Dessin des archéologues

Ce croquis montre un animal imposant, plus encore que son descendant actuel: le rhinocéros, mais est-il possible d'accoler les termes de pureté, de sagesse et de bonté à une telle bestiole...? Comment passer de cette force brute à ce concept de beauté et de pureté ?
Revenons à l'origine du mythe...
La première mention de l’Unicornis vient d’un Grec, Ctésias de Cnide, au veme siècle avant notre ère, et celui-ci situe cet animal étrange en Inde. Ce médecin Grec semble avoir rencontré un descendant plus gracile de la bête sibérienne puisqu'il décrit un animal qui allait tellement vite que personne ne pouvait l'attraper... Il semble qu'ici l'on aie à faire à une sorte d'antilope, plutôt qu'à un rhinocéros, mais nous n'avons pas encore à l'heure actuelle de découvert de traces de cet animal ni de son squelette.
Plus tard, un ouvrage en langue grecque du début de notre ère décrit des animaux étranges et fabuleux : le physiologos. Cet écrit a eu un grand succès de librairies et de multiples occurrences jusqu'a la fin du moyen-age. Cet ouvrage décrit - entre autres - l'Unicornis et ses qualités, elle pouvait par exemple reconnaître une vierge, qui pouvait donc l'approcher, d'une fille qui ne l'était pas et qui dans cette rencontre mettait sa vie en danger. Ainsi cet animal fabuleux présentait deux facettes: l'une douce et bienveillante et l'autre sauvage et indomptable. C'est cet ouvrage qui fit la renommée de l'Unicornis, jusqu'à nos jours. Mais cela n'explique pas le caractère fabuleux et l'engouement autour de la licorne...
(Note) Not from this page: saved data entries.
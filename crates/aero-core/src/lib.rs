//! # aero-core
//!
//! Booking orchestration and pricing core for aero-booking.
//!
//! This crate provides:
//! - `FareCalculator` and `CargoFeeCalculator` for pricing
//! - `FlightBookingOrchestrator` and `CargoBookingOrchestrator` workflow state machines
//! - `TicketingGateway`, `PaymentGateway` and `SettingsProvider` collaborator traits
//! - The cargo route table and schedule rules
//! - `BookingError` for typed error handling
//!
//! ## Example
//!
//! ```rust,ignore
//! use aero_core::{FlightBookingOrchestrator, PassengerCounts, SearchCriteria};
//!
//! let mut booking = FlightBookingOrchestrator::new(gateway);
//! booking.search(SearchCriteria::one_way("DIL", "SIN", date, PassengerCounts::default())).await?;
//!
//! let flight = booking.session().outbound_candidates[0].clone();
//! booking.select_flight(&flight, false)?;
//! booking.submit_passengers(passengers, contact).await?;
//! booking.process_payment().await?;
//! ```

pub mod cargo;
pub mod cargo_booking;
pub mod cargo_fees;
pub mod error;
pub mod fare;
pub mod flight;
pub mod flight_booking;
pub mod gateway;
pub mod memory;
pub mod money;
pub mod passenger;
pub mod payment;
pub mod routes;

// Re-exports for convenience
pub use cargo::{
    CargoDetails, CargoFees, CargoSettings, CargoType, Dimensions, FeeSchedule, PackageKind,
    PackageRecord, PickupRequest, PickupService, RoutePriceOverride, RoutePrices,
};
pub use cargo_booking::{CargoBookingOrchestrator, CargoSearch, CargoSession, CargoStep, CargoSummary};
pub use cargo_fees::{CargoFeeCalculator, CargoQuote, CargoQuoteRequest, FeeBreakdown, VolumeBasis};
pub use error::{BookingError, BookingResult, ErrorKind};
pub use fare::{FareBreakdown, FareCalculator, PassengerFares};
pub use flight::{
    CabinOffer, Flight, PassengerTicket, PnrRequest, PnrResponse, SearchCriteria, SearchResults,
    ServiceMode, TicketIssuance, TripType,
};
pub use flight_booking::{BookingSession, FlightBookingOrchestrator, FlightStep};
pub use gateway::{
    BoxedPaymentGateway, BoxedSettingsProvider, BoxedTicketingGateway, PaymentGateway,
    SettingsProvider, TicketingGateway,
};
pub use money::{Currency, Money};
pub use passenger::{ContactRecord, PassengerCounts, PassengerRecord, PassengerType, Salutation};
pub use payment::{PaymentIntent, PaymentRequest, PaymentStatus, WebhookPayload};
pub use routes::{validate_cargo_route, CargoRoute, RouteSchedule};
Photo d'un coffret du moyen-age

En fait, nous trouvons mention de la licorne dans l'ancien testament. Ainsi dans les psaumes 92/11 : "Et tu élèvera ma corne comme celle de la licorne et je serai oint d'une huile fraîche."
La corne de la licorne - unique et droite pointant vers le ciel - semble avoir frappé les scribes de l'ancien testament, qui lui attribuent la puissance de Dieu.
C'est ce que suggère Gérard Gambier dans son ouvrage "Symboles sculptés des églises romanes". Le terme "re'em" en hébreu que certains traduisent en "buffle" aurait été traduit en grec par "monoceros" dont est venue notre licorne. Cela évoque ainsi une forme de puissance divine que les anciens dans l'antiquité auraient utilisés comme image, et cela permet de faire le lien avec le sens de pureté que cet animal légendaire aurait symbolisé au Moyen-Age.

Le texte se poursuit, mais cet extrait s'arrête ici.